## Exercise
Your task is to show every line in the listing below that includes "conversion".
--- Data for review Enclosed Below ---
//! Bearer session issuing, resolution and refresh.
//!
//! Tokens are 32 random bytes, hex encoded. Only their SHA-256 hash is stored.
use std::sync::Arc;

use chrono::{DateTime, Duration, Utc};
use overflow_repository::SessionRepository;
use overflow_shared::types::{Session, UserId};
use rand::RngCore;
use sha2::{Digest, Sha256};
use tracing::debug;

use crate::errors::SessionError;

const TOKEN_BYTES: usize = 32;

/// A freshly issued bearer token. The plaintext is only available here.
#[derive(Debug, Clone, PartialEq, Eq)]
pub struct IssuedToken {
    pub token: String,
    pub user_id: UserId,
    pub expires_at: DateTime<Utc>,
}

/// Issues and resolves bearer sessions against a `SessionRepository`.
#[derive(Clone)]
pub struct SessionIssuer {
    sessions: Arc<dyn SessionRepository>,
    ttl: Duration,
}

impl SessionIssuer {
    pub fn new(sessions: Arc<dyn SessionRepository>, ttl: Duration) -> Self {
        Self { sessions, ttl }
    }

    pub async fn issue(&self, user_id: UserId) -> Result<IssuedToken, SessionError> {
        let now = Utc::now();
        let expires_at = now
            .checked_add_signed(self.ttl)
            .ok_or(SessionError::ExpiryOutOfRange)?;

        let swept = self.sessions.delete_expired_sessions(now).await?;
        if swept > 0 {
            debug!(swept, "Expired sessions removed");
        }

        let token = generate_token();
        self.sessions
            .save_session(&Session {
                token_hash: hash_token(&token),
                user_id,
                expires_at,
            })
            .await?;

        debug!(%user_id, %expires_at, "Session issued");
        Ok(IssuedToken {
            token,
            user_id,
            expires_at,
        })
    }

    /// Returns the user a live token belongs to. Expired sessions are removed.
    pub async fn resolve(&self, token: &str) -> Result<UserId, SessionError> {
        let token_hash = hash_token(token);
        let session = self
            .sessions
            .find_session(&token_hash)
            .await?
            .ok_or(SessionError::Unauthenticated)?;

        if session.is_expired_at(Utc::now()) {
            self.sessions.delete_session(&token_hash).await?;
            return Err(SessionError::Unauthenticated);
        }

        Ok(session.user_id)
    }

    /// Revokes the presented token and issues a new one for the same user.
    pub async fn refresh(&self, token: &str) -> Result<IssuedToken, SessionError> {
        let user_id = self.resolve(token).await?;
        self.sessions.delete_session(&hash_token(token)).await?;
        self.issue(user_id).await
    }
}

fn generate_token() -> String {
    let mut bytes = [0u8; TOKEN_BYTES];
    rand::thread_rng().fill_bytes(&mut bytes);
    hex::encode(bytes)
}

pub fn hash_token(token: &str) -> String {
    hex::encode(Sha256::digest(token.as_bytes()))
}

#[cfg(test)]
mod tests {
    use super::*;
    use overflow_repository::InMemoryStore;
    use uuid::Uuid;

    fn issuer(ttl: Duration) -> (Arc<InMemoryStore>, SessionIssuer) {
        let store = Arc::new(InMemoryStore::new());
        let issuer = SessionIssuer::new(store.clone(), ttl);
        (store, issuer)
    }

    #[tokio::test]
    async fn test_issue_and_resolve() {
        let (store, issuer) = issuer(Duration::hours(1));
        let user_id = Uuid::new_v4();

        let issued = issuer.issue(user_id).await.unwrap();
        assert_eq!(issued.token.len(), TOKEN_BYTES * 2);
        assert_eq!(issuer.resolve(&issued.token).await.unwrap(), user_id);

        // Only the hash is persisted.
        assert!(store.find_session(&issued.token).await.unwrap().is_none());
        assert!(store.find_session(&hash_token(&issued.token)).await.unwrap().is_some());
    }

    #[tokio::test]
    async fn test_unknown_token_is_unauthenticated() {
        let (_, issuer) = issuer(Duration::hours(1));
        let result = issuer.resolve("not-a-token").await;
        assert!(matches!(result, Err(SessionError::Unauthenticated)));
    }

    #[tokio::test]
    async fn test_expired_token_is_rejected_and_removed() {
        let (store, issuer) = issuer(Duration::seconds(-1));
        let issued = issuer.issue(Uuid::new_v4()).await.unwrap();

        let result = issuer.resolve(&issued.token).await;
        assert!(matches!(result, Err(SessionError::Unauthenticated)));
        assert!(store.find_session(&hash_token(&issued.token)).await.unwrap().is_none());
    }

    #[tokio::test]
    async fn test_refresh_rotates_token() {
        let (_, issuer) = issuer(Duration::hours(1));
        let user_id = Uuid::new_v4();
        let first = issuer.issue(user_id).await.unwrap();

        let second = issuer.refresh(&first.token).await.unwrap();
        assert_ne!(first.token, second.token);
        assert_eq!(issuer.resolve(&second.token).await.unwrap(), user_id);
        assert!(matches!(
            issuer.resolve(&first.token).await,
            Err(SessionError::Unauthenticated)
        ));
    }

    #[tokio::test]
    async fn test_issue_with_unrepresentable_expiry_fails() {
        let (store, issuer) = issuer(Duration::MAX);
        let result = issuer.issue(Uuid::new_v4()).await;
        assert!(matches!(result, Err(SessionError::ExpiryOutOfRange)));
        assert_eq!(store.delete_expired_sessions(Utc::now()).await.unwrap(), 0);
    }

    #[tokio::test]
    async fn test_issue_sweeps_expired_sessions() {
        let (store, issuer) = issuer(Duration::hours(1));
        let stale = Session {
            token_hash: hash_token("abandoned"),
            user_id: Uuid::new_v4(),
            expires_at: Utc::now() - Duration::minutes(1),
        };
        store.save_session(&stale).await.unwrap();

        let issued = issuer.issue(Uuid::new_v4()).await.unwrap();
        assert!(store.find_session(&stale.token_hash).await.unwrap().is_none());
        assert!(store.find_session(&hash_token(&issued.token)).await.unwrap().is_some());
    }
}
--- End of Enclosed Data for review ---
--- Data for review Enclosed Below ---
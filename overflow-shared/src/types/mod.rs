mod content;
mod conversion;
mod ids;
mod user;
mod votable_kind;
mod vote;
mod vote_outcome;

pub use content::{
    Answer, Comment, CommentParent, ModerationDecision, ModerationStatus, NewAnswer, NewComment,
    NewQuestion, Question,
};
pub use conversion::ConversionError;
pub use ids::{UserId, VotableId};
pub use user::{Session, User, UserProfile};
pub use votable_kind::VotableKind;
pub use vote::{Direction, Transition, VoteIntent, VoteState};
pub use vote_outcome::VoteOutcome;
--- End of Enclosed Data for review ---
## Your response
mod conversion;
pub use conversion::ConversionError;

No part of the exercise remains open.